_Problem to work on_. The entries below contain a stretch that opens with the line containing "from country tables" and closes with the line containing "pub use payslip::PayslipParser;"; set down that stretch exactly, both ends included, and nothing else.

_Input records_.
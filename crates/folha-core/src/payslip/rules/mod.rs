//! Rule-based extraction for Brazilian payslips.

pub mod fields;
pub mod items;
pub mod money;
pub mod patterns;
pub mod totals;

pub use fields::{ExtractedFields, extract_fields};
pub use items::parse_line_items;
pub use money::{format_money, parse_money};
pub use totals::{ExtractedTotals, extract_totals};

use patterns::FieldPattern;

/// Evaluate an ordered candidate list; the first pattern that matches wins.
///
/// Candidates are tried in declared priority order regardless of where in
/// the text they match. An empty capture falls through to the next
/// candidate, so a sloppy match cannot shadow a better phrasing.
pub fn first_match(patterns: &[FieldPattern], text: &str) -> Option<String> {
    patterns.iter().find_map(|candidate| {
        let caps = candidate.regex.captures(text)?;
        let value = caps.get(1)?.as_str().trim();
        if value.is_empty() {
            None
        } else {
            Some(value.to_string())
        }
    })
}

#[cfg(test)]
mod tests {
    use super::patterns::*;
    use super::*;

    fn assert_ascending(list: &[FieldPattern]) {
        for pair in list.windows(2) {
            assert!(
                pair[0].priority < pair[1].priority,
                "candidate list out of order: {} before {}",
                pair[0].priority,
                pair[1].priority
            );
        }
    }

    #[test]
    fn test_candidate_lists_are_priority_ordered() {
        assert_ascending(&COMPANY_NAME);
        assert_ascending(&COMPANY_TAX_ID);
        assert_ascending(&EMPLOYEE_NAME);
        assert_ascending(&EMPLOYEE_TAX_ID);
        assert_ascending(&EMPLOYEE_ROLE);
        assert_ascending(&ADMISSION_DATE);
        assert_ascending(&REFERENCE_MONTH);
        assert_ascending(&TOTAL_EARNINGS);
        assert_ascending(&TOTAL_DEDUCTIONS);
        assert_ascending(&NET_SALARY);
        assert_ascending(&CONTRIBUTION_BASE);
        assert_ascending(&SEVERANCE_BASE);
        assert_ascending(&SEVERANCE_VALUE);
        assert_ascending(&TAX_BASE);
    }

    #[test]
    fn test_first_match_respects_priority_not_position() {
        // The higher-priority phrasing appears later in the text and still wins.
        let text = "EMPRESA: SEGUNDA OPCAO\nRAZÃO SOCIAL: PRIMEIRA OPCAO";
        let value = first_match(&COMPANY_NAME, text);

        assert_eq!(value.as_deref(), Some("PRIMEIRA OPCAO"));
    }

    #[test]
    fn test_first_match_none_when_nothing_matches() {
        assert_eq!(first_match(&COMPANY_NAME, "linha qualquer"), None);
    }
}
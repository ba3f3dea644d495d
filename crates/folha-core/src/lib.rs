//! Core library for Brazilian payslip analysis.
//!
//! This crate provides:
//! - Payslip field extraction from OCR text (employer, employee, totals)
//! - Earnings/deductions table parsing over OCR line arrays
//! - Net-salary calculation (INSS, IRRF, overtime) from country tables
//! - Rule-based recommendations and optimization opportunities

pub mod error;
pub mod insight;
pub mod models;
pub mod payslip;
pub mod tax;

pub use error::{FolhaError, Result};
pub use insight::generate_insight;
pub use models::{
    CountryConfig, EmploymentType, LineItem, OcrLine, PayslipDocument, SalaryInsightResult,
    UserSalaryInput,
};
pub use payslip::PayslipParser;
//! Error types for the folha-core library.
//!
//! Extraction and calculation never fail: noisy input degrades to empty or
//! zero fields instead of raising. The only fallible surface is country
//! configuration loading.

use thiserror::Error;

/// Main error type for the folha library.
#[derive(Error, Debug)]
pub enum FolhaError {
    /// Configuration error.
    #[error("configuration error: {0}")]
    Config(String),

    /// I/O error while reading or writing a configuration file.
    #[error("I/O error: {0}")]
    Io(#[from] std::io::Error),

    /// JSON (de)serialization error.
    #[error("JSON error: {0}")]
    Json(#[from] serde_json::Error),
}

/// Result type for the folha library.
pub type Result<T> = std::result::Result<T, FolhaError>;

--

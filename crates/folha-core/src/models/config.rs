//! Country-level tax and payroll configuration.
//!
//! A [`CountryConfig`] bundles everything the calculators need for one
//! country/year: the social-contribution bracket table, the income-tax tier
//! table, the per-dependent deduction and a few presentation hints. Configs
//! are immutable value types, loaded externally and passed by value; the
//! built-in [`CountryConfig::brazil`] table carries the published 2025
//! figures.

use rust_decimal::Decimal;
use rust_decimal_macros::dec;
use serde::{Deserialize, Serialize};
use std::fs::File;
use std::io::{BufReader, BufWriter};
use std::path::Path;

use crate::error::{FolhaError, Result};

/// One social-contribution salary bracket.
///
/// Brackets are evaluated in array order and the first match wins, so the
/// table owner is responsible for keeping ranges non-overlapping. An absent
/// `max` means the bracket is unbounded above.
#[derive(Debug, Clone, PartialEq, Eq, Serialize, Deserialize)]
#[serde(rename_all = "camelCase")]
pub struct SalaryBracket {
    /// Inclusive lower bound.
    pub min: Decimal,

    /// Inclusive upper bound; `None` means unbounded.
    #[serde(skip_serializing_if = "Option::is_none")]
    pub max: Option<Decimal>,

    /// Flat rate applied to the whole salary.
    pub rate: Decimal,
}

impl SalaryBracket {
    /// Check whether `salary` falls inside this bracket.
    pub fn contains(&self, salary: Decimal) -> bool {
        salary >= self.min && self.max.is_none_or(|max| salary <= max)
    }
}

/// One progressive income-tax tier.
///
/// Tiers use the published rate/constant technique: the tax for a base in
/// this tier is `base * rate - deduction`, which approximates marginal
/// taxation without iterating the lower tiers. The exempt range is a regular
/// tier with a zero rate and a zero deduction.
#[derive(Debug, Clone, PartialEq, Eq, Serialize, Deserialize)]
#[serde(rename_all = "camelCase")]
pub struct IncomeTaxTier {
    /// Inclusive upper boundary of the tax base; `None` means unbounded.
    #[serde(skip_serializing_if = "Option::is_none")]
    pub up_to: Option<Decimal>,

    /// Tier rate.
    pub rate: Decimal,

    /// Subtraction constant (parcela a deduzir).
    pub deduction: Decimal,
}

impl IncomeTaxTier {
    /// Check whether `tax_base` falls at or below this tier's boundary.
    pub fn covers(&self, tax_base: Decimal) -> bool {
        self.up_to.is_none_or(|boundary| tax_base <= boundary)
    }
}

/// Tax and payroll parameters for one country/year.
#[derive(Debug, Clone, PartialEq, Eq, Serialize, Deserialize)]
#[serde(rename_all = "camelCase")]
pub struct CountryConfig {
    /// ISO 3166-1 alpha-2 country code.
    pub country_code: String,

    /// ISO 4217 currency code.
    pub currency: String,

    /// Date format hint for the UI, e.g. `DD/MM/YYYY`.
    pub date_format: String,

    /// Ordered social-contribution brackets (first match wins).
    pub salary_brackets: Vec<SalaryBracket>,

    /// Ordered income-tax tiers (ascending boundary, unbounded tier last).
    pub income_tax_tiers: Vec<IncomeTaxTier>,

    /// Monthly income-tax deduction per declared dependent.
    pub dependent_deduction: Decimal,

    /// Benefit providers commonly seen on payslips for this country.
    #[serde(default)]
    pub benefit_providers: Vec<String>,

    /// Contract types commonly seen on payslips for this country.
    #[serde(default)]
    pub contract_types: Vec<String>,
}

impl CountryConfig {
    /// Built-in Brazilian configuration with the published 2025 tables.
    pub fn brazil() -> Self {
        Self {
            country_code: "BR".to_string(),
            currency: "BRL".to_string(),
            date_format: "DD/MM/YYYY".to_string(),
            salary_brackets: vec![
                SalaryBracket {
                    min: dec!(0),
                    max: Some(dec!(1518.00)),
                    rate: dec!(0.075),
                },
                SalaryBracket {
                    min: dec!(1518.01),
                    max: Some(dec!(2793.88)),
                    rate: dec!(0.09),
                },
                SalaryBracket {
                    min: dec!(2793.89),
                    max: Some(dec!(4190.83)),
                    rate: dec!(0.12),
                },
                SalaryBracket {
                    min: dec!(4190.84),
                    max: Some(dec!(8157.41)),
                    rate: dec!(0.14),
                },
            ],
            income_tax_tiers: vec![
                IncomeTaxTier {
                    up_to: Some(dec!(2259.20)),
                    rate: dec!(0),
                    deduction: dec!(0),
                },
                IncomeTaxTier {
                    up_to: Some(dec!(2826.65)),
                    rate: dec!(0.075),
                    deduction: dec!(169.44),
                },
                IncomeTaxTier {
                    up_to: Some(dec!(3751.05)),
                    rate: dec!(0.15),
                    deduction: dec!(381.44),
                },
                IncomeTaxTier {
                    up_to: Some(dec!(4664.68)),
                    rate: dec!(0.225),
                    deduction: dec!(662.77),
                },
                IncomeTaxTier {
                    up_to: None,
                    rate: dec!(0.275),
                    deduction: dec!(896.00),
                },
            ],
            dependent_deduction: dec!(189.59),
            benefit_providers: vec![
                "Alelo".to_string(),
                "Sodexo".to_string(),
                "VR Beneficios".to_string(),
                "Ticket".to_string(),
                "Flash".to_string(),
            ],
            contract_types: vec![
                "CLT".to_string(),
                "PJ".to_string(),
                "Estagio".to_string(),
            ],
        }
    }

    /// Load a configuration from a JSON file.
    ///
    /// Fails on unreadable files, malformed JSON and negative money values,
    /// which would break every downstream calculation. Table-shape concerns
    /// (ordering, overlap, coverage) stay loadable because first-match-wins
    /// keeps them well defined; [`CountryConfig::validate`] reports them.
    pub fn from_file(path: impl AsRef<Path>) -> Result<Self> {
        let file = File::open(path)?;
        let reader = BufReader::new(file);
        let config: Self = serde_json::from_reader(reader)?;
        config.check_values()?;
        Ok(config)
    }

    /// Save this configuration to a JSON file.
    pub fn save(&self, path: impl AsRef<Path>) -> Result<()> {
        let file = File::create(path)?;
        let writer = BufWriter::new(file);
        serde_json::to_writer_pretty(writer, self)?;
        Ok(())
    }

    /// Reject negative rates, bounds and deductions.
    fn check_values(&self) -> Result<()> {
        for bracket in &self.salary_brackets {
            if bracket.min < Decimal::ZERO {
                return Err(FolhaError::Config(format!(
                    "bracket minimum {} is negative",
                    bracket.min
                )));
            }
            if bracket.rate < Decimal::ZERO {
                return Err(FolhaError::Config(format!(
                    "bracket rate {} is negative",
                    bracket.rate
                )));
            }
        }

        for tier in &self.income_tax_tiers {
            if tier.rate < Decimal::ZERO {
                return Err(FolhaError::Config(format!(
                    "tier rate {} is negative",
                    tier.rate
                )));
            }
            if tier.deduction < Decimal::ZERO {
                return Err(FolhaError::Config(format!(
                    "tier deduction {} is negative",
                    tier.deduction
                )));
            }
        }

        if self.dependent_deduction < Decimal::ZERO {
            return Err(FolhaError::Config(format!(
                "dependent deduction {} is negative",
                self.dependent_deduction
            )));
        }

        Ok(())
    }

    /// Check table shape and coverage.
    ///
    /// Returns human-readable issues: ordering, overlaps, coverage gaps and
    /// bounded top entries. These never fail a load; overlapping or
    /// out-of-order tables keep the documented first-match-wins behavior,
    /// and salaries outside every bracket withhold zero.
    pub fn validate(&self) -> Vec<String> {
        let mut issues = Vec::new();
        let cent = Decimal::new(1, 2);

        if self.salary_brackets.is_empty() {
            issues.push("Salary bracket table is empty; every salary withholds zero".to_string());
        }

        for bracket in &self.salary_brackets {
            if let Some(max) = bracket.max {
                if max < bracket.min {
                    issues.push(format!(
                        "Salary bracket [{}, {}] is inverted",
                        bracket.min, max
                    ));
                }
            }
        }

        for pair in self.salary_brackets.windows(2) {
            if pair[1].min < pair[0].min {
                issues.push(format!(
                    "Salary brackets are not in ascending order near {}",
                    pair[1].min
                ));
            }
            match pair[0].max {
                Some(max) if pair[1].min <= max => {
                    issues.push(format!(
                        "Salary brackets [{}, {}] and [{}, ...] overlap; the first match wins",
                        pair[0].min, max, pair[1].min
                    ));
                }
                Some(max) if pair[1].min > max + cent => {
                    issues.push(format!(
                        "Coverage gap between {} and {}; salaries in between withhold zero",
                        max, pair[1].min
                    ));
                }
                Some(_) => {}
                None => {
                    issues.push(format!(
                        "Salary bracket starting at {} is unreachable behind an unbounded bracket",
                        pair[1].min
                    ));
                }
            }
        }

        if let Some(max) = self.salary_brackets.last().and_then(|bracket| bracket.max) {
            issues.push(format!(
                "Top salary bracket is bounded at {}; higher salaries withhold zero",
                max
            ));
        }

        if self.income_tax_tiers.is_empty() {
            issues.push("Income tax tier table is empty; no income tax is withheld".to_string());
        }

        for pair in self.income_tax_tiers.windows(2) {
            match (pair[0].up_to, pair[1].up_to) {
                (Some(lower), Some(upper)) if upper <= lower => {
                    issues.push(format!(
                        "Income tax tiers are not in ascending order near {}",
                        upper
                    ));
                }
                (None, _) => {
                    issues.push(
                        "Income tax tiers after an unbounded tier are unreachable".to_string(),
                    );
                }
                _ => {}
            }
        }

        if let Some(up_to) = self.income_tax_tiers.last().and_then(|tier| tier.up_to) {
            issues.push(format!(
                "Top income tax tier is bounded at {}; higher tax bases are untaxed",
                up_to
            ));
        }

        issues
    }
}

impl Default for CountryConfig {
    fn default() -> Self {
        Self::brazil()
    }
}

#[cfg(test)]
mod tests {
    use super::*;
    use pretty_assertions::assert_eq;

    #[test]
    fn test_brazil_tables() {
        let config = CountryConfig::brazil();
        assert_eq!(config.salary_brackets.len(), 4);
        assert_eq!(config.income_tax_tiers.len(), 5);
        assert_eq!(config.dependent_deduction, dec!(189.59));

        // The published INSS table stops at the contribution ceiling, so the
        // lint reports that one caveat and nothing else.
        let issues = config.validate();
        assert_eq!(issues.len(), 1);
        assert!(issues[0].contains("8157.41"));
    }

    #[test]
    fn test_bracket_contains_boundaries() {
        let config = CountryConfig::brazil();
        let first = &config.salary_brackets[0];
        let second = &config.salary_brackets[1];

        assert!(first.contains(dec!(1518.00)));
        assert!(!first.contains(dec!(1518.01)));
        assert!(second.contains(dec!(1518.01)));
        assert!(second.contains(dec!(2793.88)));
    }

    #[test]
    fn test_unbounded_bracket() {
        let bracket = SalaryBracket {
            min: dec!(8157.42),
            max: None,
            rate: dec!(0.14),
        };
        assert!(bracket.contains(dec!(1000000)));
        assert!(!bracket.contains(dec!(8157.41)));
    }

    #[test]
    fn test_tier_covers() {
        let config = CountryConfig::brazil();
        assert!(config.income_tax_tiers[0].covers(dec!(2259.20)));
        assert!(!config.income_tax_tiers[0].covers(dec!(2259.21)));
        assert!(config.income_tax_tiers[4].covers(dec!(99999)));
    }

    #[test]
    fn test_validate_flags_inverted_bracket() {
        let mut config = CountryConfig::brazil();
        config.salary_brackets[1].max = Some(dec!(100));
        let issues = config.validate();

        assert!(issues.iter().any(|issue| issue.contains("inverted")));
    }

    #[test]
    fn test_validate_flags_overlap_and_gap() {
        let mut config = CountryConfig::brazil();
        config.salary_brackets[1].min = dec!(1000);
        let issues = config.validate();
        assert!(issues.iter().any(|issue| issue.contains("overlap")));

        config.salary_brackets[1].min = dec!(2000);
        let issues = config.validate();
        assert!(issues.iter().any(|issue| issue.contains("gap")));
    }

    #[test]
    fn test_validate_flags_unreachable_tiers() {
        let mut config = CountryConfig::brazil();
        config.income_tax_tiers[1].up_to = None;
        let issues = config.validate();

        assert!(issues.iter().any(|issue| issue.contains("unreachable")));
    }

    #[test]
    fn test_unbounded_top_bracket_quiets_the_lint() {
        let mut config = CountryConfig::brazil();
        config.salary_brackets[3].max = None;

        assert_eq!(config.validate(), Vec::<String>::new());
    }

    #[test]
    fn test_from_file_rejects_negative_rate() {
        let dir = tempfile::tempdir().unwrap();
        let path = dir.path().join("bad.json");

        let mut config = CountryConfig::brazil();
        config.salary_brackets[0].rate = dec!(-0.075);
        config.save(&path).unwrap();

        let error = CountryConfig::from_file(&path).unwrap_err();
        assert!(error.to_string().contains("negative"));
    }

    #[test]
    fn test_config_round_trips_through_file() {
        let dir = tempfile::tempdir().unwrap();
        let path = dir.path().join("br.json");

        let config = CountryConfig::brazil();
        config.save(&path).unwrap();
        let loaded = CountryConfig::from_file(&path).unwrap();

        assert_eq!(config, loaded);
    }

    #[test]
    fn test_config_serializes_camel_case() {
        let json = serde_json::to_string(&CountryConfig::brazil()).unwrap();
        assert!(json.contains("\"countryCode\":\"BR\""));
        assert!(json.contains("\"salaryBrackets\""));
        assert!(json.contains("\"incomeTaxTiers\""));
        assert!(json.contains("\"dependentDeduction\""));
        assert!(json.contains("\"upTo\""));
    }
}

_Worked solution_.
//! - Net-salary calculation (INSS, IRRF, overtime) from country tables
//! - Rule-based recommendations and optimization opportunities

pub mod error;
pub mod insight;
pub mod models;
pub mod payslip;
pub mod tax;

pub use error::{FolhaError, Result};
pub use insight::generate_insight;
pub use models::{
    CountryConfig, EmploymentType, LineItem, OcrLine, PayslipDocument, SalaryInsightResult,
    UserSalaryInput,
};
pub use payslip::PayslipParser;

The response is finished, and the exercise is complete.